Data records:
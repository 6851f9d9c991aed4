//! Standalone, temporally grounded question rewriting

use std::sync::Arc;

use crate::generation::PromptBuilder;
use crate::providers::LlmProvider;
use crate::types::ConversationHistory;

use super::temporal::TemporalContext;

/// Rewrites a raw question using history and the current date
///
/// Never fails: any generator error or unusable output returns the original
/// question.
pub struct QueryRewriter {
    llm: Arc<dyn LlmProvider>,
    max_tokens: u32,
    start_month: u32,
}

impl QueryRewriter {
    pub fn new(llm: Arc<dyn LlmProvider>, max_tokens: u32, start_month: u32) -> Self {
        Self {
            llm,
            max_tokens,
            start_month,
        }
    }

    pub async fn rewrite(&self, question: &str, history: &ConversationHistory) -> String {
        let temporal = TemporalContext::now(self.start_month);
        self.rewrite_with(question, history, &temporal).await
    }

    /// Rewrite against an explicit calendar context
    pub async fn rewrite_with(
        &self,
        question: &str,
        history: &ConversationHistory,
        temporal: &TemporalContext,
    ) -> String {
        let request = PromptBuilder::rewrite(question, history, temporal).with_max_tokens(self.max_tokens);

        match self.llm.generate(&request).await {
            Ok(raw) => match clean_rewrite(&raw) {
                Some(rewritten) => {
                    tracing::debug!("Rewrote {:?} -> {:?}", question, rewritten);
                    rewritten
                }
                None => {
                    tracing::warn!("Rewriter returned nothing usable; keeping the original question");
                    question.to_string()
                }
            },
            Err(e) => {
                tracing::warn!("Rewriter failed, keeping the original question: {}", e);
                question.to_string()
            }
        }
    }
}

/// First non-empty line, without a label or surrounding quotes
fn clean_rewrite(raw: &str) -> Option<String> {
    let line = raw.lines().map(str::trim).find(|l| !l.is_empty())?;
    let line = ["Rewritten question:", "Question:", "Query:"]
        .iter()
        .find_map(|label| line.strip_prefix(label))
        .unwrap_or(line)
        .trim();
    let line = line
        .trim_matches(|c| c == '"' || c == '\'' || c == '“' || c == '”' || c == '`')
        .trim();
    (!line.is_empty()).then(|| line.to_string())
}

* * *

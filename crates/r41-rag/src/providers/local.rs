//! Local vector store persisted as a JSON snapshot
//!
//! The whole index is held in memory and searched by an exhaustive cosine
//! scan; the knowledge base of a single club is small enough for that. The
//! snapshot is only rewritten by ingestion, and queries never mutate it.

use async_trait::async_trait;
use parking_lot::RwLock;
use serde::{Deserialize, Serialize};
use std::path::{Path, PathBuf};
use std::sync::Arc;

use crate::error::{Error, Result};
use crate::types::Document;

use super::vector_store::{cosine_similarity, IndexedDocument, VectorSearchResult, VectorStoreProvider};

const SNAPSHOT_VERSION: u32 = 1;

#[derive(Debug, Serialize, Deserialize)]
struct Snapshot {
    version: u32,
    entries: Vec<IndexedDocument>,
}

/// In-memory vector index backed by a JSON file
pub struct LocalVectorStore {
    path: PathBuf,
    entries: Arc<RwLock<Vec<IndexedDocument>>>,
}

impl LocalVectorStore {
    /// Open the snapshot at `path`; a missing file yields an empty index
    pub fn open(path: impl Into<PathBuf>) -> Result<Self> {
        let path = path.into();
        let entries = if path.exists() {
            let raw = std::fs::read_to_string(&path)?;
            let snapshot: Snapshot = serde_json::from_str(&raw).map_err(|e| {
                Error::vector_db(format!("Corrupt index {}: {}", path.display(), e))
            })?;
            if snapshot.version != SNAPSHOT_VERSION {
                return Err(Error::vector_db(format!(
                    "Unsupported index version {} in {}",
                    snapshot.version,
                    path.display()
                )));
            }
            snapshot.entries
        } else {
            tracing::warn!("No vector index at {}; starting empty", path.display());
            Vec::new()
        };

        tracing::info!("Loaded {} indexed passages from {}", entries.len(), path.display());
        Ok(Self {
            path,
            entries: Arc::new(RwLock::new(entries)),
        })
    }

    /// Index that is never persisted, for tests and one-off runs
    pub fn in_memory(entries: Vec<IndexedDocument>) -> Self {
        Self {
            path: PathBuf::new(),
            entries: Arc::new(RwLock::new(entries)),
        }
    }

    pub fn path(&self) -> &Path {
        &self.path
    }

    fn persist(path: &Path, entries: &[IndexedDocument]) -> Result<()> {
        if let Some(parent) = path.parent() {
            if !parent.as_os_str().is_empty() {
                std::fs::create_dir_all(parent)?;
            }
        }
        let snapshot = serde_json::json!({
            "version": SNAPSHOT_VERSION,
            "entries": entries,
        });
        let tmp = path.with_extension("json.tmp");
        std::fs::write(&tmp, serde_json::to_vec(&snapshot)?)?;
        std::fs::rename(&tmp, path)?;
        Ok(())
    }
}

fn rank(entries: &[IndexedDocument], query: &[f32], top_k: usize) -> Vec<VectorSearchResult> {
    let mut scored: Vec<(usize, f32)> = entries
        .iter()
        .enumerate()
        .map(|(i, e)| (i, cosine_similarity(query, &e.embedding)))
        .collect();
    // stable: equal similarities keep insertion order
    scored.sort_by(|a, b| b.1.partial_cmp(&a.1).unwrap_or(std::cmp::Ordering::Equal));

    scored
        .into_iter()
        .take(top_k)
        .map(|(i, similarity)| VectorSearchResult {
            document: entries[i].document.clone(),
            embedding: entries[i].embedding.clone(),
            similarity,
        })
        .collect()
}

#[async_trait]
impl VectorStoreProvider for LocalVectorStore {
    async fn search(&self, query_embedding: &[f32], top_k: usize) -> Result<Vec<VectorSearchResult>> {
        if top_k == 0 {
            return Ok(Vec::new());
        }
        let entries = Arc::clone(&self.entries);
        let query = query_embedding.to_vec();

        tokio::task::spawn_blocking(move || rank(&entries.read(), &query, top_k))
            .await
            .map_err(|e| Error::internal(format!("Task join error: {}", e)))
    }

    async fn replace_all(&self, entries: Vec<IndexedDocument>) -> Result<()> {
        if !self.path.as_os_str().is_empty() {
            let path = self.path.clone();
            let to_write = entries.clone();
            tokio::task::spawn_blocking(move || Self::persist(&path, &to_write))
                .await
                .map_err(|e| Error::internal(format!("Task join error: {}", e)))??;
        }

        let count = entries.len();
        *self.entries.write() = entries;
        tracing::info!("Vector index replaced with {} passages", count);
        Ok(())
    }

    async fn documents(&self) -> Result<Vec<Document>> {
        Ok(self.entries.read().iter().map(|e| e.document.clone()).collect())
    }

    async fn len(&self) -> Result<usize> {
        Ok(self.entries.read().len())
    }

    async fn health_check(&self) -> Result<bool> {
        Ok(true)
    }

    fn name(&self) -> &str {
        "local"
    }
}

* **Work task**:
In the entries above, some lines hold the string "request". Copy each of them.

* **The answer**:
        let request = PromptBuilder::rewrite(question, history, temporal).with_max_tokens(self.max_tokens);
        match self.llm.generate(&request).await {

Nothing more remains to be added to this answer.